> What is expected
Filter the lines below, copying only those with the string "mutation".

> Records provided
━━━━━━━━

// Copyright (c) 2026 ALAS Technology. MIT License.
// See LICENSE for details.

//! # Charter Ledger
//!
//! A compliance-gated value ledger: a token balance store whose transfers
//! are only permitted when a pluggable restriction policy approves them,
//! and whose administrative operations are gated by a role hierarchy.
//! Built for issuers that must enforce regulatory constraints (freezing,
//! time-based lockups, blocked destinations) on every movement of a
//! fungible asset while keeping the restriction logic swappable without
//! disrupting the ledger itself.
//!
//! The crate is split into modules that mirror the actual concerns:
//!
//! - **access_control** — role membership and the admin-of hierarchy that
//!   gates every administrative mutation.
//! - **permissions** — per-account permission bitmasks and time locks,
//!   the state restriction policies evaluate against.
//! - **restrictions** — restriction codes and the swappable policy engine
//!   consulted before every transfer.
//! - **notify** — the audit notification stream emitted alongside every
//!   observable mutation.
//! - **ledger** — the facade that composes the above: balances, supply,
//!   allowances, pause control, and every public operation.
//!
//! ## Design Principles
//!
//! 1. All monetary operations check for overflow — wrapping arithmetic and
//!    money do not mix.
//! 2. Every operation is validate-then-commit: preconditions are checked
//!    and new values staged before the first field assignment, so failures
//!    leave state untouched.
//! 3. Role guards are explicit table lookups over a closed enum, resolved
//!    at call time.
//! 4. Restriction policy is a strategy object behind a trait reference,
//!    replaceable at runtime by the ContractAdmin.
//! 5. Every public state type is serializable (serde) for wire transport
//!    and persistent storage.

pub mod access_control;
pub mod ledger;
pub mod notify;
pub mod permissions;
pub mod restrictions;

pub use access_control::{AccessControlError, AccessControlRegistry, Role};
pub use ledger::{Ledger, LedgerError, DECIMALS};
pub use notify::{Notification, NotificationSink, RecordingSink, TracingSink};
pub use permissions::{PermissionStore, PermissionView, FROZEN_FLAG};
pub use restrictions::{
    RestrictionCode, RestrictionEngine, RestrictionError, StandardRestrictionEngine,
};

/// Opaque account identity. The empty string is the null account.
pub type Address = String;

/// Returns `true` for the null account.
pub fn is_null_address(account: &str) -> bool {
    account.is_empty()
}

━━━━━━━━

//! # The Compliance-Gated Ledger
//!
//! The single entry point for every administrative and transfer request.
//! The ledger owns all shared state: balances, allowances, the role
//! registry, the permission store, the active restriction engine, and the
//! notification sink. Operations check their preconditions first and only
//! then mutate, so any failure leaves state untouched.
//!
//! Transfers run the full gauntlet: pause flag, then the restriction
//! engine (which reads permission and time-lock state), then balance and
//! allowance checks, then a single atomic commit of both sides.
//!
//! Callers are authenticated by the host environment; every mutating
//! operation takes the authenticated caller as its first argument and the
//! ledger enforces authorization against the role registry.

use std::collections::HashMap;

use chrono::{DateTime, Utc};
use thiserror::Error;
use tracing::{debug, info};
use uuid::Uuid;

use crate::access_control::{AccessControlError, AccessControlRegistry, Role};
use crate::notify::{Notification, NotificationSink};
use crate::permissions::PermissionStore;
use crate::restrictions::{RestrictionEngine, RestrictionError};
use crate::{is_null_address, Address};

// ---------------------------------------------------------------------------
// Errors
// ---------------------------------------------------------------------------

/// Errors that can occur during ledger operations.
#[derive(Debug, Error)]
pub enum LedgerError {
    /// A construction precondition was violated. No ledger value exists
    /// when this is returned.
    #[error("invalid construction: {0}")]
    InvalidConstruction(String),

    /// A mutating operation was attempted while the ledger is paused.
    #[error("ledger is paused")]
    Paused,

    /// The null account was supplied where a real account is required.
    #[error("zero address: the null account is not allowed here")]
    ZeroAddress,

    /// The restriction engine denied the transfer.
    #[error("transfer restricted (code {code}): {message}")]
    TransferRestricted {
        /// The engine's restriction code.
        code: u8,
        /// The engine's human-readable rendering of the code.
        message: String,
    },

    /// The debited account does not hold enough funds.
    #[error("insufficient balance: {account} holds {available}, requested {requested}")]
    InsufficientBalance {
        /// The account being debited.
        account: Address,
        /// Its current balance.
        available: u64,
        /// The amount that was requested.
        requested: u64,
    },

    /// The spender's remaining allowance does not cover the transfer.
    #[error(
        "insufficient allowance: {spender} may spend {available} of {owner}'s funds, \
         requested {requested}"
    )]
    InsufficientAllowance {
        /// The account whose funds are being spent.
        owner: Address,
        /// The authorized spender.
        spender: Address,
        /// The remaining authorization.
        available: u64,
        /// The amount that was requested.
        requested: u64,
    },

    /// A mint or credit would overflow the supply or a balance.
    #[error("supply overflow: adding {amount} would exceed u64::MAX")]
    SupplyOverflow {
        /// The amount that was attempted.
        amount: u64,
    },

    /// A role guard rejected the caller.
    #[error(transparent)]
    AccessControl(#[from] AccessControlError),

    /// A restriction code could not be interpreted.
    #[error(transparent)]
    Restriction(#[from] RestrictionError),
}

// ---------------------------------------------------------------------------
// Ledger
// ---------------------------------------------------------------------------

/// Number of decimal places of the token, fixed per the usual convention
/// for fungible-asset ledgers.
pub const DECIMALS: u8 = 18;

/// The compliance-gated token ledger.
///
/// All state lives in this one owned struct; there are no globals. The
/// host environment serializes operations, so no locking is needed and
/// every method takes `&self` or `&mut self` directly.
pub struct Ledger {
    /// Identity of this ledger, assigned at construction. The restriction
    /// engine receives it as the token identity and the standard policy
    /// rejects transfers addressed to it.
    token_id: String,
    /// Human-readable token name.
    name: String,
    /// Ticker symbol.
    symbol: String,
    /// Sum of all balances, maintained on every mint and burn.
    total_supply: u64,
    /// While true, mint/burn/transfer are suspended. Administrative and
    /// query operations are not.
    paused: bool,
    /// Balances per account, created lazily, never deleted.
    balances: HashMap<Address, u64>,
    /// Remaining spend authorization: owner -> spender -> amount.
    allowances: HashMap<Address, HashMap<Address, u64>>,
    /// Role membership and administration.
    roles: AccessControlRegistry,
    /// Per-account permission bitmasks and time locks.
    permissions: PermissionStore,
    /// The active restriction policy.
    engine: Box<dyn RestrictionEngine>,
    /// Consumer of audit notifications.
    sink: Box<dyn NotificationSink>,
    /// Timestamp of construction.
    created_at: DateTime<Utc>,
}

━━━━━━━━

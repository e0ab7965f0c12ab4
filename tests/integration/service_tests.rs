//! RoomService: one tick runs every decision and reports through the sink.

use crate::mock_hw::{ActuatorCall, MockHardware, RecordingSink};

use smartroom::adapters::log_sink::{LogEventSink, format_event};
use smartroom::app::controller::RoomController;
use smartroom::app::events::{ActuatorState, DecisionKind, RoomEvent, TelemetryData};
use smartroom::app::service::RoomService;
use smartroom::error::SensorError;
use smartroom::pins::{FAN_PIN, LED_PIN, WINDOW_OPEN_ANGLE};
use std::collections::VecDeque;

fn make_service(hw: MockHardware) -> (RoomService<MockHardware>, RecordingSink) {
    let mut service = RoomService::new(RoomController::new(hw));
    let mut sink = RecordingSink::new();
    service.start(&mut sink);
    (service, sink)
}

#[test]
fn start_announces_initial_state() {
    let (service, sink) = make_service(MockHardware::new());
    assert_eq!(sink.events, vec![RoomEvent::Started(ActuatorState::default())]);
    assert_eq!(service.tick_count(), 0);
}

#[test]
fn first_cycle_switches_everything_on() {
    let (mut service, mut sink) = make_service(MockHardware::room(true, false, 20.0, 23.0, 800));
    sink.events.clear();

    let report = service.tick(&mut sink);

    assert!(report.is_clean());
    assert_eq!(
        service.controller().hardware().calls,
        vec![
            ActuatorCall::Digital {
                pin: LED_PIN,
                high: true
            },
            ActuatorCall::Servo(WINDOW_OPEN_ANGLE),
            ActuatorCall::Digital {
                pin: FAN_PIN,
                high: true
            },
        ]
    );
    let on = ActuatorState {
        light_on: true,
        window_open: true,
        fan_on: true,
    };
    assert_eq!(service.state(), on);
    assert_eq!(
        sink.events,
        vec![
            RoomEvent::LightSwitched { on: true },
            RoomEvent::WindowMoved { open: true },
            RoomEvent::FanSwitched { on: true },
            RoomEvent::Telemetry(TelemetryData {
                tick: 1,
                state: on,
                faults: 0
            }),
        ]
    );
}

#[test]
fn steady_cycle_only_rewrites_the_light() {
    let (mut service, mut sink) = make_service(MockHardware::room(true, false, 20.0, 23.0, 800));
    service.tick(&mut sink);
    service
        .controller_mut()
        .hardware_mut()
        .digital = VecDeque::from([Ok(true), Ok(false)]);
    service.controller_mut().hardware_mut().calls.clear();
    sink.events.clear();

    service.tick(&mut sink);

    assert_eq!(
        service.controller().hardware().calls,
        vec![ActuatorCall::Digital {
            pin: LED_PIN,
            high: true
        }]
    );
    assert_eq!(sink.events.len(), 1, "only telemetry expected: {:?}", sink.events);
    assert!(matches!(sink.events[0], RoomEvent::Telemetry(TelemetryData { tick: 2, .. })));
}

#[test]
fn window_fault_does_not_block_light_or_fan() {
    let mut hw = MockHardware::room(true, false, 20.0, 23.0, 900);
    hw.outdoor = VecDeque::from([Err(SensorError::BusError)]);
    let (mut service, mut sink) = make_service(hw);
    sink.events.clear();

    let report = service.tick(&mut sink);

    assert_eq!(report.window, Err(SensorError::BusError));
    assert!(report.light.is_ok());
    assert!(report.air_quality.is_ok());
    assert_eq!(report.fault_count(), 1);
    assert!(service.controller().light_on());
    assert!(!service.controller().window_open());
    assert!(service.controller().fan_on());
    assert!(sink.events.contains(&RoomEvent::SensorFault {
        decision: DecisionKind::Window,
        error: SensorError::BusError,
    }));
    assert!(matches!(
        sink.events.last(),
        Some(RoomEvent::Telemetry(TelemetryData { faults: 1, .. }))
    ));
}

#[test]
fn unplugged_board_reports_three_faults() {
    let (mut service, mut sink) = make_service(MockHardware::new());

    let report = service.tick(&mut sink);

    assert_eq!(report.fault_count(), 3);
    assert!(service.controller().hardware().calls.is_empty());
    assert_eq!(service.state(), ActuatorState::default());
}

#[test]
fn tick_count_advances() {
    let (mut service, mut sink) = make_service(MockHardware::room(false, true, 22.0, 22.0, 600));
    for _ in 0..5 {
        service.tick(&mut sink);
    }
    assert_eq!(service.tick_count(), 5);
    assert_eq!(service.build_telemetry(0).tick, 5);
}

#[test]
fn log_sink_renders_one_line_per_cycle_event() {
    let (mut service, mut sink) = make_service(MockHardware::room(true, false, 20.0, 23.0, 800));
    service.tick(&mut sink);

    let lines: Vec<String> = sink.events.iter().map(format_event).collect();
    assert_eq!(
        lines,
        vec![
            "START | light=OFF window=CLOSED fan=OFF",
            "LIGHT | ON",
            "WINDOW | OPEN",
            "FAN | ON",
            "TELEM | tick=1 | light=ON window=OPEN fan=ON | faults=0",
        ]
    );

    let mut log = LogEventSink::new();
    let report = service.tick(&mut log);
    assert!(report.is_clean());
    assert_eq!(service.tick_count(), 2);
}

━━━━━━━━

> Finished task
//!   gates every administrative mutation.
//!   observable mutation.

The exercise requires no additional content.